Après des mois d'escalade verbale entre Washington et Pyongyang, Pékin craint deux choses: un effondrement du régime, qui pourrait provoquer l'afflux de millions de réfugiés le long des 1.420 km de frontière commune, et les retombées d'un essai nucléaire nord-coréen.
A Dandong, ville frontalière où transite la majeure partie du commerce bilatéral, une banderole donne le ton, avec une directive semblant dater de la Guerre froide.
"Les citoyens ou organisations témoins d'actes d'espionnage doivent immédiatement en informer les organes nationaux de sécurité", proclament les idéogrammes tracés en blanc sur fond rouge.
A l'extérieur de la ville, des points de contrôles parsèment la route qui longe le fleuve Yalu marquant la frontière. Ils ont été installés en octobre, affirment des habitants à l'AFP.

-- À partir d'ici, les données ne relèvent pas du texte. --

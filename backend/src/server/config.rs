//! HTTP server configuration object and helpers.

use std::net::SocketAddr;

use backend::domain::SyncTimeZone;
use backend::inbound::http::auth::JwtVerifier;
use backend::outbound::persistence::DbPool;

#[cfg(feature = "metrics")]
use actix_web_prom::PrometheusMetrics;

/// Builder-style configuration for creating the HTTP server.
pub struct ServerConfig {
    pub(crate) bind_addr: SocketAddr,
    pub(crate) verifier: JwtVerifier,
    pub(crate) sync_zone: SyncTimeZone,
    pub(crate) db_pool: Option<DbPool>,
    #[cfg(feature = "metrics")]
    pub(crate) prometheus: Option<PrometheusMetrics>,
}

impl ServerConfig {
    /// Configuration with the fixture store and the server's local zone.
    #[must_use]
    pub fn new(bind_addr: SocketAddr, verifier: JwtVerifier) -> Self {
        Self {
            bind_addr,
            verifier,
            sync_zone: SyncTimeZone::ServerLocal,
            db_pool: None,
            #[cfg(feature = "metrics")]
            prometheus: None,
        }
    }

    /// Evaluate "today" in `zone` instead of the server's local zone.
    #[must_use]
    pub fn with_sync_zone(mut self, zone: SyncTimeZone) -> Self {
        self.sync_zone = zone;
        self
    }

    /// Attach a database connection pool.
    ///
    /// Without one the sync endpoint serves empty snapshots from the fixture
    /// record store.
    #[must_use]
    pub fn with_db_pool(mut self, pool: DbPool) -> Self {
        self.db_pool = Some(pool);
        self
    }

    #[cfg(feature = "metrics")]
    /// Attach Prometheus middleware to the configuration.
    #[must_use]
    pub fn with_metrics(mut self, prometheus: Option<PrometheusMetrics>) -> Self {
        self.prometheus = prometheus;
        self
    }
}
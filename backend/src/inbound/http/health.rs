//! Liveness and readiness probes for orchestrators and load balancers.

use std::sync::atomic::{AtomicBool, Ordering};

use actix_web::{HttpResponse, get, http::header, web};

/// Readiness and liveness flags shared across workers.
#[derive(Debug)]
pub struct HealthState {
    ready: AtomicBool,
    live: AtomicBool,
}

impl Default for HealthState {
    fn default() -> Self {
        Self {
            ready: AtomicBool::new(false),
            live: AtomicBool::new(true),
        }
    }
}

impl HealthState {
    /// Start live but not ready.
    #[must_use]
    pub fn new() -> Self {
        Self::default()
    }

    /// Mark the server as able to take traffic.
    pub fn mark_ready(&self) {
        self.ready.store(true, Ordering::Release);
    }

    /// Fail liveness so the orchestrator drains the instance.
    pub fn mark_unhealthy(&self) {
        self.live.store(false, Ordering::Release);
    }

    /// Whether the readiness probe passes.
    #[must_use]
    pub fn is_ready(&self) -> bool {
        self.ready.load(Ordering::Acquire)
    }

    /// Whether the liveness probe passes.
    #[must_use]
    pub fn is_alive(&self) -> bool {
        self.live.load(Ordering::Acquire)
    }
}

fn probe_response(ok: bool) -> HttpResponse {
    let mut response = if ok {
        HttpResponse::Ok()
    } else {
        HttpResponse::ServiceUnavailable()
    };
    response
        .insert_header((header::CACHE_CONTROL, "no-store"))
        .finish()
}

/// Readiness probe: `200` once the server is wired, `503` before.
#[utoipa::path(
    get,
    path = "/health/ready",
    tags = ["health"],
    security([]),
    responses(
        (status = 200, description = "Server is ready to handle traffic"),
        (status = 503, description = "Server is not ready")
    )
)]
#[get("/health/ready")]
pub async fn ready(state: web::Data<HealthState>) -> HttpResponse {
    probe_response(state.is_ready())
}

/// Liveness probe: `200` while alive, `503` once draining.
#[utoipa::path(
    get,
    path = "/health/live",
    tags = ["health"],
    security([]),
    responses(
        (status = 200, description = "Server is alive"),
        (status = 503, description = "Server is shutting down")
    )
)]
#[get("/health/live")]
pub async fn live(state: web::Data<HealthState>) -> HttpResponse {
    probe_response(state.is_alive())
}
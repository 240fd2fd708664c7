//! OpenAPI documentation configuration.
//!
//! [`ApiDoc`] registers the sync and health endpoints, the schema wrappers
//! from the inbound layer, and the bearer-token security scheme. Swagger UI
//! serves it in debug builds and `openapi-dump` prints it for client codegen.

use crate::inbound::http::schemas::{
    ChemicalsUsedSchema, DeltaSnapshotSchema, ErrorCodeSchema, ErrorSchema, IssueSchema,
    IssueSeveritySchema, IssueStatusSchema, JobSchema, JobStatusSchema, PoolSchema, ReadingSchema,
    TombstoneSchema, VanStockItemSchema, VisitEntrySchema,
};
use utoipa::openapi::security::{HttpAuthScheme, HttpBuilder, SecurityScheme};
use utoipa::{Modify, OpenApi};

/// Adds the bearer JWT scheme referenced by authenticated paths.
struct SecurityAddon;

impl Modify for SecurityAddon {
    fn modify(&self, openapi: &mut utoipa::openapi::OpenApi) {
        let components = openapi
            .components
            .get_or_insert_with(utoipa::openapi::Components::default);

        components.add_security_scheme(
            "BearerToken",
            SecurityScheme::Http(
                HttpBuilder::new()
                    .scheme(HttpAuthScheme::Bearer)
                    .bearer_format("JWT")
                    .description(Some(
                        "HS256 access token carrying sub, orgId, role, and exp claims.",
                    ))
                    .build(),
            ),
        );
    }
}

/// OpenAPI document for the REST API.
#[derive(OpenApi)]
#[openapi(
    modifiers(&SecurityAddon),
    info(
        title = "PoolOps sync API",
        description = "Delta-sync endpoint for the technician mobile app, plus health probes."
    ),
    servers(
        (url = "/", description = "Relative to the deployment base URL")
    ),
    paths(
        crate::inbound::http::mobile_sync::get_mobile_sync,
        crate::inbound::http::health::ready,
        crate::inbound::http::health::live,
    ),
    components(schemas(
        DeltaSnapshotSchema,
        JobSchema,
        JobStatusSchema,
        PoolSchema,
        VisitEntrySchema,
        ReadingSchema,
        ChemicalsUsedSchema,
        IssueSchema,
        IssueSeveritySchema,
        IssueStatusSchema,
        VanStockItemSchema,
        TombstoneSchema,
        ErrorSchema,
        ErrorCodeSchema
    )),
    tags(
        (name = "mobile", description = "Mobile app synchronisation"),
        (name = "health", description = "Endpoints for health checks")
    )
)]
pub struct ApiDoc;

"Avant, les Nord-Coréens venaient côté chinois pour pêcher. Maintenant, ils n'osent plus", déclare Zhang Fuquan, patron d'une pisciculture située au bord de l'eau. "Les soldats patrouillent et surveillent."
Les relations bilatérales se sont dégradées en 2017: la Chine, pourtant principal soutien économique et diplomatique de la Corée du Nord, a soutenu plusieurs séries de sanctions à l'ONU en réponse à ses essais nucléaires et à ses tirs de missiles.
- 'On les attrape' -
Des responsables américains ont même informé l'an passé leurs homologues chinois d'un plan d'intervention militaire en cas de chute du régime à Pyongyang, selon le secrétaire d'Etat américain Rex Tillerson.
"Les rapports entre la Chine et la Corée du Nord connaissent quelques accrocs", concède Yang Xiyu, ex-négociateur chinois du dossier nucléaire nord-coréen.
Au barrage hydroélectrique frontalier de Supung, qui fournit les deux pays en énergie, des caméras de surveillance scrutent les eaux.
"C'est surveillé très étroitement désormais", déclare Yin Guoxie, un retraité de 75 ans qui a travaillé toute sa vie sur l'ouvrage.
Selon lui, les Nord-Coréens ne sont pas autorisés à posséder des bateaux. Ils sont de ce fait moins nombreux à fuir en Chine.
"S'ils viennent, on les attrape et on les renvoie", explique M. Yin.
Plus au nord, à Longjing, des villages frontaliers ont créé des "unités de protection" face aux Nord-Coréens qui profitent l'hiver du gel de l'autre fleuve frontalier, le Tumen, pour venir côté chinois.
- Catastrophe nucléaire ? -
Une tactique payante: le nombre de transfuges nord-coréens qui ont réussi à passer en Corée du Sud, dont beaucoup via la Chine, a chuté à 100 par mois en 2017. C'est le chiffre le plus bas depuis 15 ans, selon le ministère sud-coréen de l'Unification.
Pékin s'inquiète aussi des risques de radioactivité: cinq des six essais nucléaires de Pyongyang ont été réalisés à seulement 80 km de la Chine, où les habitants des régions frontalières ont nettement ressenti les secousses.
Après le sixième essai, en septembre dernier, le ministère de l'Environnement a effectué des mesures, qui selon lui n'ont rien montré d'anormal.
Dans le village frontalier de Lagushao, l'AFP a constaté la présence d'une "station de surveillance des radiations".
"Si ces stations montrent une quelconque anomalie, les citoyens seront immédiatement alertés", assure Guo Qiuju, spécialiste des radiations à l'université de Pékin.
Et le risque est pris au sérieux: en décembre, un quotidien étatique d'une province frontalière avait publié une pleine page de consignes de prévention en cas de catastrophe nucléaire.
"Si vous êtes près d'une rivière, d'un lac ou d'un bassin, jetez-vous dedans pour vous protéger" des radiations, expliquait l'article. "Ensuite, rincez abondamment nombril, bouche et conduits auditifs".